It also moves the needle on Japan's odds. Mitoma is the kind of player who changes games in moments. Without him, opposing defenses have one fewer crisis to manage.
The replacement case isn't hopeless, though. Keito Nakamura, who plays his club football in French Ligue 2 with Stade de Reims, stepped up against Brazil in Mitoma's absence and delivered. That's exactly the kind of audition Moriyasu's rotation-heavy approach was designed to create.
What makes this squad different
Moriyasu has reshaped how the team operates since Qatar. Specialist coaches now handle attack, defense, and set pieces separately, while he manages the overall structure. It's a more professional setup — and in knockout football, set pieces win matches.

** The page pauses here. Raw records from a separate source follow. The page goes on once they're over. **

//! Movie Loader
//!
//! Provisions the movie catalog keyspace, bulk-loads CSV files into its tables
//! and runs ad-hoc CQL against the cluster.

use clap::{Parser, Subcommand};
use core_config::tracing::{init_tracing, install_color_eyre};
use database::cassandra::ConnectionManager;
use domain_movies::codec::decode_key;
use domain_movies::{
    CassandraCatalogRepository, CatalogRepository, SchemaManager, Table, WriteMode, run_query,
};
use eyre::{Result, WrapErr};
use std::fs::File;
use std::num::NonZeroUsize;
use std::path::PathBuf;
use tracing::info;

mod config;
mod loader;

use config::Config;
use loader::{LoadOptions, load_csv};

#[derive(Parser)]
#[command(name = "movie-loader")]
#[command(about = "Provision and load the movie catalog in Cassandra/ScyllaDB")]
struct Cli {
    /// Keyspace to operate on (overrides CASSANDRA_KEYSPACE)
    #[arg(short, long, global = true)]
    keyspace: Option<String>,

    #[command(subcommand)]
    command: Commands,
}

#[derive(Subcommand)]
enum Commands {
    /// Create the keyspace and all catalog tables
    CreateSchema {
        /// Replication factor for SimpleStrategy (overrides LOADER_REPLICATION_FACTOR)
        #[arg(short, long)]
        replication_factor: Option<u32>,
    },

    /// Load a CSV file into one table
    Load {
        /// Target table (watch_history, customer_rating, customer_queue, movies_genre)
        #[arg(short, long)]
        table: Table,

        /// CSV file whose columns follow the table's column order
        #[arg(short, long)]
        file: PathBuf,

        /// Rows per batch (overrides LOADER_BATCH_SIZE)
        #[arg(short, long)]
        batch_size: Option<NonZeroUsize>,

        /// Submit batches without waiting for each acknowledgement
        #[arg(long = "async")]
        asynchronous: bool,

        /// Skip the first line of the file
        #[arg(long)]
        has_headers: bool,
    },

    /// Run one CQL statement at consistency ONE with tracing
    Query { cql: String },

    /// Fetch one row by its full primary key
    Get {
        #[arg(short, long)]
        table: Table,

        /// Partition then clustering key values
        #[arg(required = true)]
        key: Vec<String>,
    },

    /// Drop the keyspace and everything in it
    DropSchema,

    /// Drop one table
    DropTable {
        #[arg(short, long)]
        table: Table,
    },
}

#[tokio::main]
async fn main() -> Result<()> {
    install_color_eyre();

    let cli = Cli::parse();
    let config = Config::from_env()?;
    init_tracing(&config.environment);

    let keyspace = cli.keyspace.unwrap_or_else(|| config.keyspace.clone());

    info!("Connecting to Cassandra...");
    let mut manager = ConnectionManager::new(config.cassandra.clone());
    let session = manager
        .connect()
        .await
        .wrap_err("Cassandra connection failed")?;

    let result = run(cli.command, &config, &keyspace, session).await;
    manager.close();
    result
}

async fn run(
    command: Commands,
    config: &Config,
    keyspace: &str,
    session: database::CassandraSession,
) -> Result<()> {
    match command {
        Commands::CreateSchema { replication_factor } => {
            let replication_factor = replication_factor.unwrap_or(config.replication_factor);
            SchemaManager::new(session)
                .create_schema(keyspace, replication_factor)
                .await?;
            info!(keyspace, "Schema created");
        }

        Commands::Load {
            table,
            file,
            batch_size,
            asynchronous,
            has_headers,
        } => {
            let reader = File::open(&file)
                .wrap_err_with(|| format!("Cannot open {}", file.display()))?;
            let repo = CassandraCatalogRepository::new(session, keyspace)?;
            let options = LoadOptions {
                batch_size: batch_size.map_or(config.batch_size, NonZeroUsize::get),
                mode: if asynchronous {
                    WriteMode::Async
                } else {
                    WriteMode::Sync
                },
                has_headers,
            };

            let report = load_csv(&repo, table, reader, options).await?;
            println!(
                "Loaded {} rows into {}.{} in {} batches",
                report.rows, keyspace, table, report.batches
            );
        }

        Commands::Query { cql } => {
            let output = run_query(&session, &cql).await?;
            print!("{}", output);
            if let Some(tracing_id) = output.tracing_id {
                println!("tracing id: {}", tracing_id);
            }
        }

        Commands::Get { table, key } => {
            let key = decode_key(table.schema(), &key)
                .wrap_err_with(|| format!("Invalid primary key for {}", table))?;
            let repo = CassandraCatalogRepository::new(session, keyspace)?;

            match repo.find(table, &key).await? {
                Some(row) => {
                    let fields: Vec<String> = row.iter().map(|v| v.to_string()).collect();
                    println!("{}", table.schema().column_names().collect::<Vec<_>>().join("\t"));
                    println!("{}", fields.join("\t"));
                }
                None => println!("No row in {}.{} for that key", keyspace, table),
            }
        }

        Commands::DropSchema => {
            SchemaManager::new(session).drop_schema(keyspace).await?;
            info!(keyspace, "Schema dropped");
        }

        Commands::DropTable { table } => {
            SchemaManager::new(session).drop_table(keyspace, table).await?;
            info!(keyspace, %table, "Table dropped");
        }
    }

    Ok(())
}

He's also not afraid to use his authority. He publicly dressed down Real Sociedad's Takefusa Kubo in front of the group for slacking in training. That kind of man-management either fractures a squad or sharpens it. Given Japan's recent results, it appears to be the latter.
The bold call was including Wataru Endo (Liverpool) and Takehiro Tomiyasu (Ajax), both carrying injuries. Moriyasu's logic traces back to 2018, when Shinji Okazaki and Takashi Inui recovered from similar situations to perform in Russia. It's a calculated gamble — and if either player is 80% fit by the group stage, it still improves the squad.
- Japan's last World Cup exit: Round of 16, lost to Croatia on penalties (Qatar 2022)
- Target in 2026: Reach the quarterfinals for the first time
- Recent results: Wins over Germany, Brazil, and England since the Qatar tournament
- Key absentee: Kaoru Mitoma (Brighton) — ruled out through injury
- Injury gambles included: Wataru Endo (Liverpool), Takehiro Tomiyasu (Ajax)
Japan have beaten the teams you need to beat to win a World Cup. Germany twice. Brazil. England. The group-stage draw will matter, but Samurai Blue enter this tournament with a legitimate case — not as romantic underdogs, but as a side with tactical structure, squad depth, and a manager who has clearly learned from the Croatia defeat.
Moriyasu inscribed "never forget the regret" on his matchday notebook after Qatar. He's had three years to act on it.